What to produce >> Write out, please, the lines from the beginning of the material to the line with "(checks database connectivity)", including both ends and nothing else.

Supplied data >>
+ + + + +

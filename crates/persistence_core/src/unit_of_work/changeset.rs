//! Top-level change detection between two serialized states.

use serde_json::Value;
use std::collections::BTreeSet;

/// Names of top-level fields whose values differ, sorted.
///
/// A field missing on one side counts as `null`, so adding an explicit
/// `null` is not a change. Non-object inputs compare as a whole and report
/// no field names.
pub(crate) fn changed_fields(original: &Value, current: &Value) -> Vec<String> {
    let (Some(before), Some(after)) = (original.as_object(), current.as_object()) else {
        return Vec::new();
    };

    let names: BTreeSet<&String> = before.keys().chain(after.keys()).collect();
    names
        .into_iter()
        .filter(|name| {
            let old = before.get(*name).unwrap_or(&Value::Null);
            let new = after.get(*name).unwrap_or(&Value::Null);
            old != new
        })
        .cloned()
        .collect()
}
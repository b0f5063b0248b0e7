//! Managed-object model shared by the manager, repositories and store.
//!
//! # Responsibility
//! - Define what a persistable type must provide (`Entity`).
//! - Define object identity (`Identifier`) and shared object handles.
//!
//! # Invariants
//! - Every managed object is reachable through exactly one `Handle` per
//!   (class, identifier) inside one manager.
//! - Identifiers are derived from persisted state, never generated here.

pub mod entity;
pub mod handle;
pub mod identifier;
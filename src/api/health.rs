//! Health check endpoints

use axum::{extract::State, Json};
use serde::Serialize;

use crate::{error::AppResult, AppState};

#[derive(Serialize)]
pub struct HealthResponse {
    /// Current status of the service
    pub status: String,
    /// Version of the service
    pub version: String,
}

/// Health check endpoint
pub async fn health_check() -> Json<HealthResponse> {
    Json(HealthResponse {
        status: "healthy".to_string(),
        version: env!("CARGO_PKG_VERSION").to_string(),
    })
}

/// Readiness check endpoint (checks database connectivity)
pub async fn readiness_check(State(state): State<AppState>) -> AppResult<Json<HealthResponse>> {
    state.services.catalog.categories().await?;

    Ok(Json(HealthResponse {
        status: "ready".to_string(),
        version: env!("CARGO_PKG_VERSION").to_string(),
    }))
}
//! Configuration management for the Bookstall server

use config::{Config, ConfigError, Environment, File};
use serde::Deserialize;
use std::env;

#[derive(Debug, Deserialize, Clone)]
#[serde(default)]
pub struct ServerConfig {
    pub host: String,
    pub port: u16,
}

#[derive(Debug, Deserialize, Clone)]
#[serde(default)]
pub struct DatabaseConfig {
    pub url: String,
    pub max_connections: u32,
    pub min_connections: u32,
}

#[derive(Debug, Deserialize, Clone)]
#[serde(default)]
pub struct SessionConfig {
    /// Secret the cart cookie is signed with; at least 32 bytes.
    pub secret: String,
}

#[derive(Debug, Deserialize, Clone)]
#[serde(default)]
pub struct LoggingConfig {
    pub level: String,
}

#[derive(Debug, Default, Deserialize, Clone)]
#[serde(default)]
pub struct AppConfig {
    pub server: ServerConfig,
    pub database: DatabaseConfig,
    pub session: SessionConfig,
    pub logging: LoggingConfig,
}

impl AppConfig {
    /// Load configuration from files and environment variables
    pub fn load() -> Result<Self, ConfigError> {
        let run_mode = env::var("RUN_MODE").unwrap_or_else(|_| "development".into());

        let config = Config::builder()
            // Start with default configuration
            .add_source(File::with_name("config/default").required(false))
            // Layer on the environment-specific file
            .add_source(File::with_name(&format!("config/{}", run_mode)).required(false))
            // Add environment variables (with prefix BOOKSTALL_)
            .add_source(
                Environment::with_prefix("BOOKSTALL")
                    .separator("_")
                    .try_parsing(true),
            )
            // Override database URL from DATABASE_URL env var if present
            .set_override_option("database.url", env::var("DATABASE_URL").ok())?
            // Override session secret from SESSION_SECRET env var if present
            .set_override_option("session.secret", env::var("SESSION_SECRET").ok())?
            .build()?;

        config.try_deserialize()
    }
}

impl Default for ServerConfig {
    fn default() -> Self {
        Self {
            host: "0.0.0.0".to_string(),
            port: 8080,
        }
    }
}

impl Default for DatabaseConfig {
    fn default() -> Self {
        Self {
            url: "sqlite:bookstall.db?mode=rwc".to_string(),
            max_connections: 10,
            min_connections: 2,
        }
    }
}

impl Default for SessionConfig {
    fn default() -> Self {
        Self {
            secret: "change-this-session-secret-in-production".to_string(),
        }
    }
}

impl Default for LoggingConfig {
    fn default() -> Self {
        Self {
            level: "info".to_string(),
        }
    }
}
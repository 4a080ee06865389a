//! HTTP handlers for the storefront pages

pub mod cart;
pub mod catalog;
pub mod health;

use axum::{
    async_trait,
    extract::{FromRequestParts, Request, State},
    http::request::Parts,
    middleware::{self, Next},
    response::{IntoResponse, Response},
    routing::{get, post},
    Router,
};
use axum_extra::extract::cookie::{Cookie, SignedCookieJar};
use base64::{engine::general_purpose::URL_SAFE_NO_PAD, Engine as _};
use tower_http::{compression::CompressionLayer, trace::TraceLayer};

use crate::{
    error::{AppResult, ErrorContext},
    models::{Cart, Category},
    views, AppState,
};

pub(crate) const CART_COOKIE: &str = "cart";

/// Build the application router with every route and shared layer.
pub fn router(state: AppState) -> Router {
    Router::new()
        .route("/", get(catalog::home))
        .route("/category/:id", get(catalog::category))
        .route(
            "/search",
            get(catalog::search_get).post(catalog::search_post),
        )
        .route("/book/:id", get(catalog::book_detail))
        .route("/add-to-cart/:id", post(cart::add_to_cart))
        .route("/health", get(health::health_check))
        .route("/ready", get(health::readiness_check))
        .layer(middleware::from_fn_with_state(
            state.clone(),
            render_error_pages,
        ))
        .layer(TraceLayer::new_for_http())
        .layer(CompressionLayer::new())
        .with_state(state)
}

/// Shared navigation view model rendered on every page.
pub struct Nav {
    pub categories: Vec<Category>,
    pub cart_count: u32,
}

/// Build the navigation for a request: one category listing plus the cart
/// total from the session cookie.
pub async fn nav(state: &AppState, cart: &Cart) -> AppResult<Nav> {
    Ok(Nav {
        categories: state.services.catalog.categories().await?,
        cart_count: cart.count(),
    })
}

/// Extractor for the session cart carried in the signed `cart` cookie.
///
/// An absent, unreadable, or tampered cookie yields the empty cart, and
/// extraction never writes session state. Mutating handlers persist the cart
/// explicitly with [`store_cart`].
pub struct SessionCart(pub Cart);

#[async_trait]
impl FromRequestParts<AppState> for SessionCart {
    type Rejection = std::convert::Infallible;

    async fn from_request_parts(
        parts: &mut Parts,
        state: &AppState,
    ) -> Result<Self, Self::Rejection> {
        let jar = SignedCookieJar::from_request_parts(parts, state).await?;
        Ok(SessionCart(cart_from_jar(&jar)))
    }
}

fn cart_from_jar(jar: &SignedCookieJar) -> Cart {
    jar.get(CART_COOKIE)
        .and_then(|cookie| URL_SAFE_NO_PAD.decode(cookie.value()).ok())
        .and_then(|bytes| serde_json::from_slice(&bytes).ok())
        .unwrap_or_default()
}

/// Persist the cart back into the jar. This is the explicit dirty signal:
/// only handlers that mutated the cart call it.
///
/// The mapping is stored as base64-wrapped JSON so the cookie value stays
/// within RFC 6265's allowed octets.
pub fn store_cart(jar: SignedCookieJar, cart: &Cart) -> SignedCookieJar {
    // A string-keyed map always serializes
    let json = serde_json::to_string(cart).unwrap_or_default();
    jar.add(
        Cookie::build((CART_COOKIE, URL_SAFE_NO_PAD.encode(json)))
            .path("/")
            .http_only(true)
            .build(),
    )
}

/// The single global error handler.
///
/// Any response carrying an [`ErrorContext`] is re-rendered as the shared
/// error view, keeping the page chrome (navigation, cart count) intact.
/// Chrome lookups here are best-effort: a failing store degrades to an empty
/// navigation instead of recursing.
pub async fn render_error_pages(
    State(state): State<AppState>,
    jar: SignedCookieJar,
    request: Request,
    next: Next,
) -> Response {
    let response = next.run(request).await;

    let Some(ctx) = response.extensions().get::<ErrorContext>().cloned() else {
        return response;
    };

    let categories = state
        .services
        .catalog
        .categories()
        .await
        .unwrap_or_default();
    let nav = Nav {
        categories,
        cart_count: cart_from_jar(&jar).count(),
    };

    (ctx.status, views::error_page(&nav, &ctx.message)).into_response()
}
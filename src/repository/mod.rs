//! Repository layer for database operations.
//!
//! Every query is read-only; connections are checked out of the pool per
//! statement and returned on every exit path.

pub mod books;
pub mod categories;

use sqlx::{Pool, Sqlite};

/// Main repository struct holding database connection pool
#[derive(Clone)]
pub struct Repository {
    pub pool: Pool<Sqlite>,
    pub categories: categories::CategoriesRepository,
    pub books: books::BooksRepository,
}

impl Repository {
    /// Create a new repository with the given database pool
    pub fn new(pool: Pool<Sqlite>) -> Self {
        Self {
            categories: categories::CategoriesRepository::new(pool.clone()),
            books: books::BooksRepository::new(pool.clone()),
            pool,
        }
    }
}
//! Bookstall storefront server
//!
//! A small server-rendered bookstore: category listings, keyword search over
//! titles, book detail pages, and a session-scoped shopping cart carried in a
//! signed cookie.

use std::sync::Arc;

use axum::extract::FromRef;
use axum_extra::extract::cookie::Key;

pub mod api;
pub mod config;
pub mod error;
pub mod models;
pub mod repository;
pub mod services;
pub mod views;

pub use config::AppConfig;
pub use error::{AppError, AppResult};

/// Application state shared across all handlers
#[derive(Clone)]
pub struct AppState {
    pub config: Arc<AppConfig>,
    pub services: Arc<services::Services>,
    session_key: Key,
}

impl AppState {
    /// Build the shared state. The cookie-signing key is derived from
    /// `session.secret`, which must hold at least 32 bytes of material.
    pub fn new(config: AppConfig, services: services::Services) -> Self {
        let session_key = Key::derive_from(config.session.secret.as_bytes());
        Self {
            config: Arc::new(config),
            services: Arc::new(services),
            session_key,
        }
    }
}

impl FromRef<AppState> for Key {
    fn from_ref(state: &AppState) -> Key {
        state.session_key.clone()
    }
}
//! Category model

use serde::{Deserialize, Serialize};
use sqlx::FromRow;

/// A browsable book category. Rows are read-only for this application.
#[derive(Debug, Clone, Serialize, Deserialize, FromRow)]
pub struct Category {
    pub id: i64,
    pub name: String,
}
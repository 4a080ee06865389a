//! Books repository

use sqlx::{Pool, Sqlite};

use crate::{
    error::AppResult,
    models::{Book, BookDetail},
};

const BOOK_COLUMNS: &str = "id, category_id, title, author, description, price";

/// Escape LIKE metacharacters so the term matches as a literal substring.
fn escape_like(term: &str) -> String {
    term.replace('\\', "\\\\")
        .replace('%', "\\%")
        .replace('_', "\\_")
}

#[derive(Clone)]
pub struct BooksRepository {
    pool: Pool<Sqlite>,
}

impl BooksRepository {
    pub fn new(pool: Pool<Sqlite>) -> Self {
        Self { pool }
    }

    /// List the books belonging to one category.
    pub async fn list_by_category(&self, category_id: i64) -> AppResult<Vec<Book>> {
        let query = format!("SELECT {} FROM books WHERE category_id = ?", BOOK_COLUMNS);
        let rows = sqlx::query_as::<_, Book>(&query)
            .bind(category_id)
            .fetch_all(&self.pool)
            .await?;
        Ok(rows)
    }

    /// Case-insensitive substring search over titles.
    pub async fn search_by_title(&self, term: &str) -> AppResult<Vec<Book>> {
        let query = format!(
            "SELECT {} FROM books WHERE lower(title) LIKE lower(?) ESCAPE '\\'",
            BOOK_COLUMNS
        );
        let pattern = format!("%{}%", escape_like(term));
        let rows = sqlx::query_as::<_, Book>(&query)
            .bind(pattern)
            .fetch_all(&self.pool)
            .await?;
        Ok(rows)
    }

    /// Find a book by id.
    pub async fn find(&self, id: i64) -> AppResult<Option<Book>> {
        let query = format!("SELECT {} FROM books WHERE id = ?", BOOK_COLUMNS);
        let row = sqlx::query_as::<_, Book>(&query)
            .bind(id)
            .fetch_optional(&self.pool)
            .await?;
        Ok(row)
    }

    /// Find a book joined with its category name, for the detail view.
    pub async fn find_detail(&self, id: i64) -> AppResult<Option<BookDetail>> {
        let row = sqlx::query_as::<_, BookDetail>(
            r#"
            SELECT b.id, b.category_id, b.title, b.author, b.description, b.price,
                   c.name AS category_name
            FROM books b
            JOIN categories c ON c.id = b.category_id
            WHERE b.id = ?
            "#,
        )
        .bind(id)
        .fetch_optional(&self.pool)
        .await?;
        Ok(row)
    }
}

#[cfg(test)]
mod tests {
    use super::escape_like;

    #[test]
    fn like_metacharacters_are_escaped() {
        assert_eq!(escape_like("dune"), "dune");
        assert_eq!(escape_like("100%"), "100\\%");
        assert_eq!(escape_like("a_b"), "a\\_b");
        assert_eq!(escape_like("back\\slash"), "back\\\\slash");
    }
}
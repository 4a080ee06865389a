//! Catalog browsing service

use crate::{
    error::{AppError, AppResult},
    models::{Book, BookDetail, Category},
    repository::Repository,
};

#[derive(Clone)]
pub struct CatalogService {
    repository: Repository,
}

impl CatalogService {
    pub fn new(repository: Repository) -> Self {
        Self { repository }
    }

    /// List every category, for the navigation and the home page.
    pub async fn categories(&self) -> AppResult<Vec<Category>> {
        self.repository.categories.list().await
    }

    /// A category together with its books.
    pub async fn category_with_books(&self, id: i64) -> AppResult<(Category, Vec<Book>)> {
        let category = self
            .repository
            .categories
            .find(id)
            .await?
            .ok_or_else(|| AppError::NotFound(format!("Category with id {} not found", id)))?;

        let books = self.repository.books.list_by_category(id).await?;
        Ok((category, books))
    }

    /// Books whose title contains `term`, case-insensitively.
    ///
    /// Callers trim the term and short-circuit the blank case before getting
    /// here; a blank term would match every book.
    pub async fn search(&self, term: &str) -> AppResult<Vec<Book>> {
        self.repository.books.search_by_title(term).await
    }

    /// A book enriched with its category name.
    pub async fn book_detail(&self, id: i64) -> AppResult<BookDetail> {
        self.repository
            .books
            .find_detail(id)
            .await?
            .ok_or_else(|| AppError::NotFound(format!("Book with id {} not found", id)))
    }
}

+ + + + +

Task answer >>
filename crates/persistence_core/src/unit_of_work/changeset.rs
//! Top-level change detection between two serialized states.

use serde_json::Value;
use std::collections::BTreeSet;

/// Names of top-level fields whose values differ, sorted.
///
/// A field missing on one side counts as `null`, so adding an explicit
/// `null` is not a change. Non-object inputs compare as a whole and report
/// no field names.
pub(crate) fn changed_fields(original: &Value, current: &Value) -> Vec<String> {
    let (Some(before), Some(after)) = (original.as_object(), current.as_object()) else {
        return Vec::new();
    };

    let names: BTreeSet<&String> = before.keys().chain(after.keys()).collect();
    names
        .into_iter()
        .filter(|name| {
            let old = before.get(*name).unwrap_or(&Value::Null);
            let new = after.get(*name).unwrap_or(&Value::Null);
            old != new
        })
        .cloned()
        .collect()
}
repository b0f5063b0248b0e7
//! Managed-object model shared by the manager, repositories and store.
//!
//! # Responsibility
//! - Define what a persistable type must provide (`Entity`).
//! - Define object identity (`Identifier`) and shared object handles.
//!
//! # Invariants
//! - Every managed object is reachable through exactly one `Handle` per
//!   (class, identifier) inside one manager.
//! - Identifiers are derived from persisted state, never generated here.

pub mod entity;
pub mod handle;
pub mod identifier;
filename src/api/health.rs
//! Health check endpoints

use axum::{extract::State, Json};
use serde::Serialize;

use crate::{error::AppResult, AppState};

#[derive(Serialize)]
pub struct HealthResponse {
    /// Current status of the service
    pub status: String,
    /// Version of the service
    pub version: String,
}

/// Health check endpoint
pub async fn health_check() -> Json<HealthResponse> {
    Json(HealthResponse {
        status: "healthy".to_string(),
        version: env!("CARGO_PKG_VERSION").to_string(),
    })
}

/// Readiness check endpoint (checks database connectivity)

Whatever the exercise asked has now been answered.